Data entries
//! # okbot
//!
//! A Discord bot that answers `/ask` questions and plays `YouTube` audio in
//! voice channels.

mod commands;
mod config;
mod handler;
mod services;

use std::sync::Arc;

use anyhow::{Context as _, Result};
use dashmap::DashMap;
use okbot_cache::TrackIndex;
use okbot_extractor::Extractor;
use okbot_llm::AskClient;
use okbot_player::{PlayerConfig, SessionRegistry};
use serenity::all::GatewayIntents;
use serenity::Client;
use songbird::{SerenityInit, Songbird};
use tracing::{error, info, warn};
use tracing_subscriber::{layer::SubscriberExt, util::SubscriberInitExt};

use crate::config::Config;
use crate::handler::Handler;
use crate::services::{Announcer, SongbirdGateway};

#[tokio::main]
async fn main() -> Result<()> {
    tracing_subscriber::registry()
        .with(tracing_subscriber::fmt::layer())
        .with(
            tracing_subscriber::EnvFilter::try_from_default_env().unwrap_or_else(|_| {
                "okbot=debug,okbot_app=debug,okbot_player=debug,okbot_extractor=info,okbot_cache=info,songbird=warn,serenity=warn"
                    .into()
            }),
        )
        .init();

    info!("Starting okbot v{}", env!("CARGO_PKG_VERSION"));

    let config = Config::from_env()?;

    let index = TrackIndex::open(&config.data_dir)?;
    if let Some(library) = &config.legacy_library {
        match index.import_legacy_library(library) {
            Ok(count) => info!("Imported {count} songs from {}", library.display()),
            Err(e) => warn!("Could not import {}: {e}", library.display()),
        }
    }
    let stats = index.stats();
    info!(
        "Track index holds {} songs ({:.1} MB)",
        stats.track_count,
        stats.total_size_mb()
    );

    let extractor = Extractor::new(index)
        .with_songs_dir(config.songs_dir())
        .with_yt_dlp_path(&config.yt_dlp);

    let ask = config.openai_key.as_ref().map(|key| {
        let mut client = AskClient::new(key);
        if let Some(model) = &config.openai_model {
            client = client.with_model(model);
        }
        if let Some(base_url) = &config.openai_base_url {
            client = client.with_base_url(base_url);
        }
        info!("/ask enabled with model {}", client.model());
        client
    });
    if ask.is_none() {
        warn!("OPEN_AI_KEY is not set, /ask is disabled");
    }

    let songbird = Songbird::serenity();
    let mut player_config = PlayerConfig::default();
    if let Some(timeout) = config.stream_timeout {
        player_config = player_config.with_stream_timeout(timeout);
    }
    let (registry, events) = SessionRegistry::new(
        Arc::new(extractor),
        Arc::new(SongbirdGateway::new(Arc::clone(&songbird))),
        player_config,
    );
    let registry = Arc::new(registry);

    let announce_channels = Arc::new(DashMap::new());
    let handler = Handler::new(
        Arc::clone(&registry),
        ask,
        Arc::clone(&announce_channels),
        config.dev_guild,
    );

    let intents = GatewayIntents::GUILDS | GatewayIntents::GUILD_VOICE_STATES;
    let mut client = Client::builder(&config.discord_token, intents)
        .event_handler(handler)
        .register_songbird_with(songbird)
        .await
        .context("Failed to create Discord client")?;

    Announcer::new(Arc::clone(&client.http), announce_channels).spawn(events);

    let shard_manager = Arc::clone(&client.shard_manager);
    tokio::spawn(async move {
        if let Err(e) = tokio::signal::ctrl_c().await {
            error!("Failed to listen for Ctrl+C: {e}");
            return;
        }
        info!("Shutting down");
        registry.shutdown().await;
        shard_manager.shutdown_all().await;
    });

    info!("Bot is now running. Press CTRL+C to exit.");
    client.start().await.context("Discord client stopped")?;
    Ok(())
}
use crate::error::ValidationError;
use crate::filter::{tag_universe, visible, FilterOutcome, RecipeFilter};
use crate::model::{Recipe, RecipeDraft, RecipePatch};
use crate::storage::StorageBackend;
use crate::store::RecipeStore;
use crate::suggest::{request_suggestions, ChatCompletion, SuggestionState};

/// Top-level application state: the store, the two filter inputs, the
/// in-memory API key, and the current suggestion cycle. Subordinate
/// surfaces borrow this instead of reaching for globals.
///
/// The API key lives here for the session only and is never persisted.
pub struct Session<B: StorageBackend> {
    store: RecipeStore<B>,
    filter: RecipeFilter,
    api_key: String,
    chat: Box<dyn ChatCompletion>,
    suggestion: SuggestionState,
}

impl<B: StorageBackend> Session<B> {
    pub fn new(store: RecipeStore<B>, chat: Box<dyn ChatCompletion>) -> Self {
        Session {
            store,
            filter: RecipeFilter::default(),
            api_key: String::new(),
            chat,
            suggestion: SuggestionState::Idle,
        }
    }

    // --- recipes ---

    /// Validate at the form boundary, then hand the normalized draft to the
    /// store. Only drafts that pass validation reach the collection here.
    pub fn add_recipe(&mut self, draft: RecipeDraft) -> Result<Recipe, ValidationError> {
        draft.validate()?;
        Ok(self.store.create(draft.normalized()))
    }

    /// Full-form edit: validates like a create, then overwrites every
    /// user-editable field of the matching recipe. Unknown ids fall through
    /// to the store's silent no-op.
    pub fn edit_recipe(&mut self, id: &str, draft: RecipeDraft) -> Result<(), ValidationError> {
        draft.validate()?;
        self.store.update(id, RecipePatch::from(draft.normalized()));
        Ok(())
    }

    pub fn delete_recipe(&mut self, id: &str) {
        self.store.delete(id);
    }

    pub fn recipe(&self, id: &str) -> Option<&Recipe> {
        self.store.get(id)
    }

    pub fn store(&self) -> &RecipeStore<B> {
        &self.store
    }

    // --- filtering ---

    pub fn set_search(&mut self, search: impl Into<String>) {
        self.filter.search = search.into();
    }

    pub fn set_tag(&mut self, tag: impl Into<String>) {
        self.filter.tag = tag.into();
    }

    pub fn filter(&self) -> &RecipeFilter {
        &self.filter
    }

    /// The visible subset under the current filter, recomputed on demand.
    pub fn visible(&self) -> FilterOutcome<'_> {
        visible(self.store.recipes(), &self.filter)
    }

    pub fn tags(&self) -> Vec<String> {
        tag_universe(self.store.recipes())
    }

    /// (visible, total) for the "Showing X of Y recipes" footer.
    pub fn counts(&self) -> (usize, usize) {
        (self.visible().recipes().len(), self.store.len())
    }

    // --- credential ---

    pub fn set_api_key(&mut self, key: impl Into<String>) {
        self.api_key = key.into();
    }

    pub fn clear_api_key(&mut self) {
        self.api_key.clear();
    }

    pub fn has_api_key(&self) -> bool {
        !self.api_key.is_empty()
    }

    // --- suggestions ---

    pub fn suggestion(&self) -> &SuggestionState {
        &self.suggestion
    }

    /// Run one suggestion cycle and record where it ended. A new submit
    /// clears the prior result or error; a submit while a request is
    /// outstanding is refused rather than raced. A request future dropped
    /// mid-flight returns the cycle to idle instead of leaving it stuck
    /// busy.
    pub async fn suggest(&mut self, ingredients: &str) -> &SuggestionState {
        if self.suggestion.is_busy() {
            return &self.suggestion;
        }

        self.suggestion = SuggestionState::Requesting;
        let guard = CycleGuard {
            state: &mut self.suggestion,
        };
        let outcome =
            match request_suggestions(self.chat.as_ref(), &self.api_key, ingredients).await {
                Ok(text) => SuggestionState::Succeeded(text),
                Err(err) => SuggestionState::Failed(err.to_string()),
            };
        *guard.state = outcome;
        drop(guard);
        &self.suggestion
    }
}

/// Puts a cycle stranded in `Requesting` back to idle when the request
/// future is dropped before it settles.
struct CycleGuard<'a> {
    state: &'a mut SuggestionState,
}

impl Drop for CycleGuard<'_> {
    fn drop(&mut self) {
        if self.state.is_busy() {
            *self.state = SuggestionState::Idle;
        }
    }
}
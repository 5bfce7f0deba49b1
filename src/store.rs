use chrono::Utc;
use log::{error, warn};
use uuid::Uuid;

use crate::error::StoreError;
use crate::model::{Recipe, RecipeDraft, RecipePatch};
use crate::storage::{StorageBackend, STORAGE_KEY};

/// Owns the live recipe collection and writes a full snapshot through to the
/// storage backend after every mutation.
///
/// The in-memory collection is the source of truth for the session: a failed
/// write is logged but never rolls a mutation back. Collection order is
/// append order; edits and deletions never reorder surviving entries.
pub struct RecipeStore<B: StorageBackend> {
    backend: B,
    recipes: Vec<Recipe>,
}

impl<B: StorageBackend> RecipeStore<B> {
    /// Load the persisted collection. A missing payload starts the
    /// collection empty; an unparseable one is discarded with a warning
    /// rather than taking the application down.
    pub fn load(backend: B) -> Self {
        let recipes = match Self::read_collection(&backend) {
            Ok(recipes) => recipes,
            Err(err) => {
                warn!("Starting with an empty collection: {err}");
                Vec::new()
            }
        };

        RecipeStore { backend, recipes }
    }

    fn read_collection(backend: &B) -> Result<Vec<Recipe>, StoreError> {
        match backend.read(STORAGE_KEY)? {
            Some(payload) => Ok(serde_json::from_str(&payload)?),
            None => Ok(Vec::new()),
        }
    }

    pub fn recipes(&self) -> &[Recipe] {
        &self.recipes
    }

    pub fn get(&self, id: &str) -> Option<&Recipe> {
        self.recipes.iter().find(|r| r.id == id)
    }

    pub fn len(&self) -> usize {
        self.recipes.len()
    }

    pub fn is_empty(&self) -> bool {
        self.recipes.is_empty()
    }

    /// Assign a fresh id and creation timestamp, append, and persist.
    /// The draft is stored as-is; required-field checks belong to the form.
    pub fn create(&mut self, draft: RecipeDraft) -> Recipe {
        let recipe = Recipe {
            id: Uuid::new_v4().to_string(),
            name: draft.name,
            ingredients: draft.ingredients,
            instructions: draft.instructions,
            tags: draft.tags,
            image_url: draft.image_url,
            created_at: Utc::now().to_rfc3339(),
        };

        self.recipes.push(recipe.clone());
        self.persist();
        recipe
    }

    /// Apply a field-level patch to the matching recipe. An unknown id is a
    /// silent no-op. `id` and `created_at` are not patchable.
    pub fn update(&mut self, id: &str, patch: RecipePatch) {
        let Some(recipe) = self.recipes.iter_mut().find(|r| r.id == id) else {
            return;
        };

        if let Some(name) = patch.name {
            recipe.name = name;
        }
        if let Some(ingredients) = patch.ingredients {
            recipe.ingredients = ingredients;
        }
        if let Some(instructions) = patch.instructions {
            recipe.instructions = instructions;
        }
        if let Some(tags) = patch.tags {
            recipe.tags = tags;
        }
        if let Some(image_url) = patch.image_url {
            recipe.image_url = image_url;
        }

        self.persist();
    }

    /// Remove the matching recipe permanently. A second delete of the same
    /// id is a no-op.
    pub fn delete(&mut self, id: &str) {
        let before = self.recipes.len();
        self.recipes.retain(|r| r.id != id);
        if self.recipes.len() != before {
            self.persist();
        }
    }

    fn persist(&mut self) {
        let payload = match serde_json::to_string(&self.recipes) {
            Ok(payload) => payload,
            Err(err) => {
                error!("Failed to serialize recipes: {err}");
                return;
            }
        };

        if let Err(err) = self.backend.write(STORAGE_KEY, &payload) {
            // In-memory state stays authoritative for the session.
            error!("Failed to persist recipes: {err}");
        }
    }
}

#[cfg(test)]
mod tests {
    use super::*;
    use crate::error::StoreError;
    use crate::storage::MemoryBackend;
    use std::collections::HashSet;

    fn draft(name: &str) -> RecipeDraft {
        RecipeDraft {
            name: name.to_string(),
            ingredients: vec!["water".to_string()],
            instructions: "Mix.".to_string(),
            tags: vec![],
            image_url: None,
        }
    }

    #[test]
    fn test_load_missing_payload_starts_empty() {
        let store = RecipeStore::load(MemoryBackend::new());
        assert!(store.is_empty());
    }

    #[test]
    fn test_load_corrupt_payload_falls_back_to_empty() {
        let mut backend = MemoryBackend::new();
        backend.write(STORAGE_KEY, "not json at all").unwrap();

        let store = RecipeStore::load(backend);
        assert!(store.is_empty());
    }

    #[test]
    fn test_create_assigns_unique_ids_and_timestamp() {
        let mut store = RecipeStore::load(MemoryBackend::new());
        let a = store.create(draft("Soup"));
        let b = store.create(draft("Stew"));

        assert_ne!(a.id, b.id);
        assert!(!a.created_at.is_empty());
        assert_eq!(store.len(), 2);
        assert_eq!(store.recipes()[0].name, "Soup");
        assert_eq!(store.recipes()[1].name, "Stew");
    }

    #[test]
    fn test_create_does_not_validate() {
        // Required-field enforcement is the form's job; handed an empty
        // name directly, the store still assigns id and timestamp.
        let mut store = RecipeStore::load(MemoryBackend::new());
        let recipe = store.create(RecipeDraft::default());

        assert!(!recipe.id.is_empty());
        assert!(!recipe.created_at.is_empty());
        assert_eq!(store.len(), 1);
        assert_eq!(store.recipes()[0].name, "");
    }

    #[test]
    fn test_update_merges_present_fields_only() {
        let mut store = RecipeStore::load(MemoryBackend::new());
        let recipe = store.create(draft("Soup"));

        store.update(
            &recipe.id,
            RecipePatch {
                name: Some("Bisque".to_string()),
                tags: Some(vec!["fancy".to_string()]),
                ..Default::default()
            },
        );

        let updated = store.get(&recipe.id).unwrap();
        assert_eq!(updated.name, "Bisque");
        assert_eq!(updated.tags, vec!["fancy"]);
        // Untouched fields survive the patch.
        assert_eq!(updated.ingredients, vec!["water"]);
        assert_eq!(updated.instructions, "Mix.");
        assert_eq!(updated.created_at, recipe.created_at);
    }

    #[test]
    fn test_update_can_clear_image() {
        let mut store = RecipeStore::load(MemoryBackend::new());
        let mut d = draft("Soup");
        d.image_url = Some("https://example.com/soup.jpg".to_string());
        let recipe = store.create(d);

        store.update(
            &recipe.id,
            RecipePatch {
                image_url: Some(None),
                ..Default::default()
            },
        );

        assert!(store.get(&recipe.id).unwrap().image_url.is_none());
    }

    #[test]
    fn test_update_unknown_id_is_silent_noop() {
        let mut store = RecipeStore::load(MemoryBackend::new());
        let recipe = store.create(draft("Soup"));

        store.update(
            "no-such-id",
            RecipePatch {
                name: Some("Ghost".to_string()),
                ..Default::default()
            },
        );

        assert_eq!(store.len(), 1);
        assert_eq!(store.get(&recipe.id).unwrap().name, "Soup");
    }

    #[test]
    fn test_delete_is_idempotent() {
        let mut store = RecipeStore::load(MemoryBackend::new());
        let a = store.create(draft("Soup"));
        let b = store.create(draft("Stew"));

        store.delete(&a.id);
        assert_eq!(store.len(), 1);

        store.delete(&a.id);
        assert_eq!(store.len(), 1);
        assert_eq!(store.recipes()[0].id, b.id);
    }

    #[test]
    fn test_deletions_preserve_order_of_survivors() {
        let mut store = RecipeStore::load(MemoryBackend::new());
        let ids: Vec<String> = ["A", "B", "C", "D"]
            .iter()
            .map(|name| store.create(draft(name)).id)
            .collect();

        store.delete(&ids[1]);

        let names: Vec<&str> = store.recipes().iter().map(|r| r.name.as_str()).collect();
        assert_eq!(names, vec!["A", "C", "D"]);
    }

    #[test]
    fn test_operation_sequence_keeps_ids_unique() {
        let mut store = RecipeStore::load(MemoryBackend::new());
        let mut live: Vec<String> = Vec::new();

        for i in 0..20 {
            let id = store.create(draft(&format!("Recipe {i}"))).id;
            if i % 3 == 0 {
                store.delete(&id);
            } else {
                live.push(id);
            }
        }

        assert_eq!(store.len(), live.len());
        let unique: HashSet<&str> = store.recipes().iter().map(|r| r.id.as_str()).collect();
        assert_eq!(unique.len(), store.len());
        let order: Vec<&str> = store.recipes().iter().map(|r| r.id.as_str()).collect();
        assert_eq!(order, live.iter().map(String::as_str).collect::<Vec<_>>());
    }

    #[test]
    fn test_every_mutation_writes_a_snapshot() {
        let mut store = RecipeStore::load(MemoryBackend::new());
        let recipe = store.create(draft("Soup"));

        let snapshot = |store: &RecipeStore<MemoryBackend>| {
            store.backend.payload(STORAGE_KEY).map(str::to_string)
        };
        let after_create = snapshot(&store).unwrap();
        assert!(after_create.contains("Soup"));

        store.update(
            &recipe.id,
            RecipePatch {
                name: Some("Bisque".to_string()),
                ..Default::default()
            },
        );
        assert!(snapshot(&store).unwrap().contains("Bisque"));

        store.delete(&recipe.id);
        assert_eq!(snapshot(&store).unwrap(), "[]");
    }

    struct FailingBackend;

    impl StorageBackend for FailingBackend {
        fn read(&self, _key: &str) -> Result<Option<String>, StoreError> {
            Ok(None)
        }

        fn write(&mut self, _key: &str, _payload: &str) -> Result<(), StoreError> {
            Err(StoreError::Write(std::io::Error::new(
                std::io::ErrorKind::Other,
                "quota exceeded",
            )))
        }
    }

    #[test]
    fn test_write_failure_does_not_roll_back_memory() {
        let mut store = RecipeStore::load(FailingBackend);
        let recipe = store.create(draft("Soup"));

        assert_eq!(store.len(), 1);
        assert_eq!(store.get(&recipe.id).unwrap().name, "Soup");
    }
}
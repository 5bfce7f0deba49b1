mod open_ai;
mod prompt;

pub use open_ai::{OpenAiClient, DEFAULT_MODEL, MAX_SUGGESTION_TOKENS};
pub use prompt::suggestion_prompt;

use async_trait::async_trait;

use crate::error::SuggestError;

/// Shown when the completion endpoint answers successfully but with no
/// content. That is a valid outcome, not an error.
pub const NO_SUGGESTIONS_PLACEHOLDER: &str = "No suggestions received";

/// The external chat-completion capability a suggestion cycle talks to.
#[async_trait]
pub trait ChatCompletion: Send + Sync {
    /// Submit a single user-role prompt and return the completion text, or
    /// `None` when the response carried no content.
    async fn complete(&self, api_key: &str, prompt: &str) -> Result<Option<String>, SuggestError>;
}

/// Where the current suggestion cycle stands:
/// `Idle -> Requesting -> {Succeeded, Failed}` and back to work on the next
/// submit. No partial or streaming states.
#[derive(Debug, Clone, Default, PartialEq, Eq)]
pub enum SuggestionState {
    #[default]
    Idle,
    Requesting,
    Succeeded(String),
    Failed(String),
}

impl SuggestionState {
    pub fn is_busy(&self) -> bool {
        matches!(self, SuggestionState::Requesting)
    }
}

/// Run one suggestion cycle: validate the inputs, issue exactly one request,
/// and reduce the outcome to display text.
///
/// Validation happens before any network activity; an empty ingredient list
/// or missing credential never reaches the wire. There is no retry and no
/// caching of prior answers.
pub async fn request_suggestions(
    client: &dyn ChatCompletion,
    api_key: &str,
    ingredients: &str,
) -> Result<String, SuggestError> {
    let ingredients = ingredients.trim();
    if ingredients.is_empty() {
        return Err(SuggestError::MissingIngredients);
    }
    if api_key.is_empty() {
        return Err(SuggestError::MissingApiKey);
    }

    let prompt = suggestion_prompt(ingredients);
    match client.complete(api_key, &prompt).await? {
        Some(content) => Ok(content),
        None => Ok(NO_SUGGESTIONS_PLACEHOLDER.to_string()),
    }
}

* WHAT TO DO *
For the records above, state how many lines include "Starting", giving no more than the number.

* ANSWER SPACE *
2